Dr Mark Naison
Professor of African American Studies and History
Fordham University
At a time of crisis and upheaval in the NYC School system, when tests, assessments and school closings have left students and teachers feeling battered and demoralized and when leadership of the system has been handed from a prosecutor to a magazine executive, perhaps people concerned with education should begin listening to voices like Janet Mayer's. Mayer, the author of As Bad As They Say?: Three Decades of Teaching in The Bronx wrote her book not only to highlight the heroism of Bronx high school students and teachers in the face of poverty, violence and shockingly decayed and understaffed schools, but to denounce the educational reforms coming out of Washington in the last ten years, which, Mayer feels, have made matters much, much worse. Among the many critics of the two great national education initiatives, "No Child Left Behind" and "Race To the Top," Mayer stands out for embedding her critique in a detailed portrait of teaching and learning in one of the nation's poorest urban school districts. No one has ever written more eloquently than Janet Mayer about what it takes to spend a large portion of your career teaching children in poverty. Those who read As Bad As They Say will be inspired by her stories of fortitude and creativity on the part of students and teachers, but they will also come away enraged that voices like hers have been marginalized in the debate over how to improve America's schools. Veteran teachers like Janet Mayer are the forgotten moral compass in America's educational reform movement.
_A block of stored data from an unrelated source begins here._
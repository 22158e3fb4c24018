use crate::error::{QuoteDocError, Result};
use crate::model::Document;
use std::io::Write;
use std::path::{Path, PathBuf};

pub trait TemplateStore {
    fn persist(&mut self, document: &Document) -> Result<()>;
}

#[derive(Debug, Default)]
pub struct MemoryStore {
    revisions: Vec<Document>,
}

impl MemoryStore {
    pub fn revisions(&self) -> &[Document] {
        &self.revisions
    }

    pub fn last(&self) -> Option<&Document> {
        self.revisions.last()
    }
}

impl TemplateStore for MemoryStore {
    fn persist(&mut self, document: &Document) -> Result<()> {
        self.revisions.push(document.clone());
        Ok(())
    }
}

#[derive(Debug, Clone)]
pub struct JsonFileStore {
    path: PathBuf,
}

impl JsonFileStore {
    pub fn new(path: impl Into<PathBuf>) -> Self {
        Self { path: path.into() }
    }

    pub fn path(&self) -> &Path {
        &self.path
    }

    pub fn load(&self) -> Result<Document> {
        let json = std::fs::read_to_string(&self.path)?;
        Document::from_json(&json)
    }
}

impl TemplateStore for JsonFileStore {
    fn persist(&mut self, document: &Document) -> Result<()> {
        let dir = match self.path.parent() {
            Some(parent) if !parent.as_os_str().is_empty() => parent,
            _ => Path::new("."),
        };
        let json = document.to_json_pretty()?;
        let mut tmp = tempfile::NamedTempFile::new_in(dir)?;
        tmp.write_all(json.as_bytes())?;
        tmp.flush()?;
        tmp.persist(&self.path)
            .map_err(|err| QuoteDocError::Persist(format!("{}: {}", self.path.display(), err)))?;
        Ok(())
    }
}

#[cfg(test)]
mod tests {
    use super::*;
    use crate::editor::EditorSession;

    #[test]
    fn json_store_round_trips_saved_edits() {
        let dir = tempfile::tempdir().unwrap();
        let mut store = JsonFileStore::new(dir.path().join("template.json"));
        let mut session = EditorSession::new(Document::standard_template());
        session.toggle_edit();
        session.update_item_text(6, 4, "Job Reference: 1 / 2");
        session.save(&mut store).unwrap();

        let loaded = store.load().unwrap();
        assert_eq!(&loaded, session.document());
        let leftovers = std::fs::read_dir(dir.path()).unwrap().count();
        assert_eq!(leftovers, 1);
    }

    #[test]
    fn json_store_reports_missing_directory() {
        let dir = tempfile::tempdir().unwrap();
        let mut store = JsonFileStore::new(dir.path().join("missing").join("template.json"));
        let err = store.persist(&Document::standard_template()).unwrap_err();
        assert!(matches!(err, QuoteDocError::Io(_)));
    }
}
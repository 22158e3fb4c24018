use crate::model::ContentType;
use crate::style::{self, BlockStyle};

#[derive(Debug, Clone, PartialEq)]
pub enum Body {
    Text(String),
    Bullet(String),
    Columns(Vec<String>),
    /// Editable field routed back to the editor by `(page, index)`.
    Editor {
        page: u32,
        index: usize,
        text: String,
        rows: usize,
    },
}

#[derive(Debug, Clone, PartialEq)]
pub struct ItemBlock {
    pub index: usize,
    pub kind: ContentType,
    pub style: BlockStyle,
    pub body: Body,
}

#[derive(Debug, Clone, PartialEq)]
pub enum Block {
    Banner {
        organization: String,
        tagline: String,
        title: String,
    },
    Item(ItemBlock),
    Placeholder(String),
}

#[derive(Debug, Clone, PartialEq)]
pub struct PageView {
    pub number: u32,
    pub blocks: Vec<Block>,
    pub break_after: bool,
}

impl PageView {
    pub fn items(&self) -> impl Iterator<Item = &ItemBlock> {
        self.blocks.iter().filter_map(|block| match block {
            Block::Item(item) => Some(item),
            _ => None,
        })
    }

    pub fn to_html(&self) -> String {
        let mut out = String::new();
        let page_break = if self.break_after {
            " style=\"page-break-after:always;\""
        } else {
            ""
        };
        out.push_str(&format!(
            "<section class=\"qd-page\" data-page=\"{}\"{}>",
            self.number, page_break
        ));
        let mut in_content = false;
        for block in &self.blocks {
            match block {
                Block::Banner {
                    organization,
                    tagline,
                    title,
                } => write_banner(&mut out, organization, tagline, title),
                Block::Item(item) => {
                    if !in_content {
                        out.push_str("<div class=\"qd-content\" style=\"margin-top:20px;\">");
                        in_content = true;
                    }
                    write_item(&mut out, item);
                }
                Block::Placeholder(message) => {
                    out.push_str(&format!(
                        "<p class=\"qd-empty\" style=\"{}\">{}</p>",
                        style::placeholder_style().to_css(),
                        escape_html(message)
                    ));
                }
            }
        }
        if in_content {
            out.push_str("</div>");
        }
        out.push_str("</section>");
        out
    }
}

fn write_banner(out: &mut String, organization: &str, tagline: &str, title: &str) {
    let banner = style::banner_style();
    out.push_str(&format!(
        "<header class=\"qd-banner\" style=\"{}\">",
        banner.container.to_css()
    ));
    out.push_str(&format!(
        "<h1 style=\"{}\">{}</h1>",
        banner.organization.to_css(),
        escape_html(organization)
    ));
    out.push_str(&format!(
        "<p style=\"{}\">{}</p>",
        banner.tagline.to_css(),
        escape_html(tagline)
    ));
    out.push_str(&format!(
        "<h2 style=\"{}\">{}</h2>",
        banner.title.to_css(),
        escape_html(title)
    ));
    out.push_str("</header>");
}

fn write_item(out: &mut String, item: &ItemBlock) {
    let css = item.style.to_css();
    let kind = item.kind.as_str();
    match &item.body {
        Body::Text(text) => {
            out.push_str(&format!(
                "<div class=\"qd-item qd-{kind}\" style=\"{css}\">{}</div>",
                escape_html(text)
            ));
        }
        Body::Bullet(text) => {
            out.push_str(&format!(
                "<div class=\"qd-item qd-{kind}\" style=\"{css}\">{}{}</div>",
                style::BULLET_PREFIX,
                escape_html(text)
            ));
        }
        Body::Columns(parts) => {
            out.push_str(&format!(
                "<div class=\"qd-item qd-{kind}\" style=\"{css}\">"
            ));
            for part in parts {
                out.push_str(&format!(
                    "<span class=\"qd-col\" style=\"display:inline-block;min-width:{}px;vertical-align:top;padding-right:{}px;\">{}</span>",
                    style::COLUMN_MIN_WIDTH,
                    style::COLUMN_GAP,
                    escape_html(part)
                ));
            }
            out.push_str("</div>");
        }
        Body::Editor {
            page,
            index,
            text,
            rows,
        } => {
            out.push_str(&format!(
                "<textarea class=\"qd-item qd-{kind}\" data-page=\"{page}\" data-index=\"{index}\" rows=\"{rows}\" style=\"{css}width:100%;resize:none;\">{}</textarea>",
                escape_html(text)
            ));
        }
    }
}

pub(crate) fn escape_html(raw: &str) -> String {
    let mut out = String::with_capacity(raw.len() + 8);
    for ch in raw.chars() {
        match ch {
            '&' => out.push_str("&amp;"),
            '<' => out.push_str("&lt;"),
            '>' => out.push_str("&gt;"),
            '"' => out.push_str("&quot;"),
            '\'' => out.push_str("&#39;"),
            _ => out.push(ch),
        }
    }
    out
}

#[cfg(test)]
mod tests {
    use super::*;
    use crate::style::resolve_style;

    fn item(kind: ContentType, body: Body) -> Block {
        Block::Item(ItemBlock {
            index: 0,
            kind,
            style: resolve_style(kind, false, false),
            body,
        })
    }

    #[test]
    fn escapes_markup_in_item_text() {
        let view = PageView {
            number: 3,
            blocks: vec![item(
                ContentType::Text,
                Body::Text("<b>Tom & \"Jerry\"</b>".to_string()),
            )],
            break_after: false,
        };
        let html = view.to_html();
        assert!(html.contains("&lt;b&gt;Tom &amp; &quot;Jerry&quot;&lt;/b&gt;"));
        assert!(!html.contains("<b>"));
    }

    #[test]
    fn columns_render_in_segment_order() {
        let view = PageView {
            number: 2,
            blocks: vec![item(
                ContentType::TableRow,
                Body::Columns(vec!["left".into(), "middle".into(), "right".into()]),
            )],
            break_after: true,
        };
        let html = view.to_html();
        assert_eq!(html.matches("class=\"qd-col\"").count(), 3);
        let left = html.find(">left<").unwrap();
        let middle = html.find(">middle<").unwrap();
        let right = html.find(">right<").unwrap();
        assert!(left < middle && middle < right);
        assert!(html.contains("page-break-after:always"));
    }

    #[test]
    fn editor_body_carries_routing_attributes() {
        let view = PageView {
            number: 5,
            blocks: vec![item(
                ContentType::Paragraph,
                Body::Editor {
                    page: 5,
                    index: 0,
                    text: "draft".into(),
                    rows: 2,
                },
            )],
            break_after: false,
        };
        let html = view.to_html();
        assert!(html.contains("<textarea"));
        assert!(html.contains("data-page=\"5\" data-index=\"0\" rows=\"2\""));
        assert!(html.contains(">draft</textarea>"));
    }
}
use crate::error::{QuoteDocError, Result};
use crate::raster::RasterPage;
use crate::types::Size;
use image::ExtendedColorType;
use image::codecs::jpeg::JpegEncoder;
use lopdf::{Document as LoDocument, Object as LoObject, Stream as LoStream, dictionary};
use rayon::prelude::*;

pub const DEFAULT_JPEG_QUALITY: u8 = 95;

#[derive(Debug, Clone, Default)]
pub struct PdfInfo {
    pub title: String,
    pub author: String,
}

pub fn assemble_image_pdf(
    pages: &[RasterPage],
    page_size: Size,
    jpeg_quality: u8,
    info: &PdfInfo,
) -> Result<Vec<u8>> {
    if pages.is_empty() {
        return Err(QuoteDocError::Pdf("no pages to write".to_string()));
    }
    let encoded: Vec<Vec<u8>> = pages
        .par_iter()
        .map(|page| encode_jpeg(page, jpeg_quality))
        .collect::<Result<_>>()?;

    let width = page_size.width.to_f32();
    let height = page_size.height.to_f32();
    let media_box = vec![
        LoObject::Integer(0),
        LoObject::Integer(0),
        LoObject::Real(width),
        LoObject::Real(height),
    ];

    let mut doc = LoDocument::with_version("1.7");
    let pages_id = doc.new_object_id();
    let mut kids: Vec<LoObject> = Vec::with_capacity(pages.len());

    for (page, jpeg) in pages.iter().zip(encoded) {
        let image_id = doc.add_object(
            LoStream::new(
                dictionary! {
                    "Type" => "XObject",
                    "Subtype" => "Image",
                    "Width" => page.width as i64,
                    "Height" => page.height as i64,
                    "ColorSpace" => "DeviceRGB",
                    "BitsPerComponent" => 8,
                    "Filter" => "DCTDecode",
                },
                jpeg,
            )
            .with_compression(false),
        );
        let content = format!("q {width} 0 0 {height} 0 0 cm /Im1 Do Q\n").into_bytes();
        let content_id = doc.add_object(LoStream::new(dictionary! {}, content));
        let page_id = doc.add_object(dictionary! {
            "Type" => "Page",
            "Parent" => pages_id,
            "Contents" => content_id,
            "Resources" => dictionary! {
                "XObject" => dictionary! {
                    "Im1" => image_id,
                },
            },
            "MediaBox" => media_box.clone(),
        });
        kids.push(LoObject::Reference(page_id));
    }

    doc.objects.insert(
        pages_id,
        LoObject::Dictionary(dictionary! {
            "Type" => "Pages",
            "Kids" => kids,
            "Count" => pages.len() as i64,
        }),
    );
    let catalog_id = doc.add_object(dictionary! {
        "Type" => "Catalog",
        "Pages" => pages_id,
    });
    let info_id = doc.add_object(dictionary! {
        "Title" => LoObject::string_literal(info.title.as_str()),
        "Author" => LoObject::string_literal(info.author.as_str()),
        "Producer" => LoObject::string_literal(concat!("quotedoc ", env!("CARGO_PKG_VERSION"))),
    });
    doc.trailer.set("Root", catalog_id);
    doc.trailer.set("Info", info_id);
    doc.compress();

    let mut out = Vec::new();
    doc.save_to(&mut out)?;
    Ok(out)
}

fn encode_jpeg(page: &RasterPage, quality: u8) -> Result<Vec<u8>> {
    let expected = page.width as usize * page.height as usize * 3;
    if page.rgb.len() != expected {
        return Err(QuoteDocError::Raster(format!(
            "raster buffer is {} bytes, expected {expected} for {}x{}",
            page.rgb.len(),
            page.width,
            page.height
        )));
    }
    let mut out = Vec::new();
    JpegEncoder::new_with_quality(&mut out, quality.clamp(1, 100))
        .encode(&page.rgb, page.width, page.height, ExtendedColorType::Rgb8)
        .map_err(|err| QuoteDocError::Raster(format!("jpeg encode failed: {err}")))?;
    Ok(out)
}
We ignore what she says at our peril.
Mayer's arguments have a special resonance with me because of the experiences I have had organizing workshops, lectures and neighborhood tours for Bronx teachers for the research project I direct, the Bronx African American History Project, During the last seven years, I have spent time in more than thirty Bronx high schools, elementary schools and middle schools and have come away from the experience incredibly impressed by the dedication and creativity of the teachers and administrators I have met, many of whom were, like Mayer, products of Bronx public schools themselves.. These educators, put under immense pressure to raise test scores of their students lest their schools be closed and their jobs placed in jeopardy, still found the time to use the information we presented organize displays, performances, plays and festivals that celebrated community history, often involving students parents and grandparents to help with the research. Their dedication made a tremendous impression on me, and when Janet Mayer came to me with a early draft of her memoir, I saw an opportunity to give to give a whole generation of under appreciated Bronx teachers and principals a voice.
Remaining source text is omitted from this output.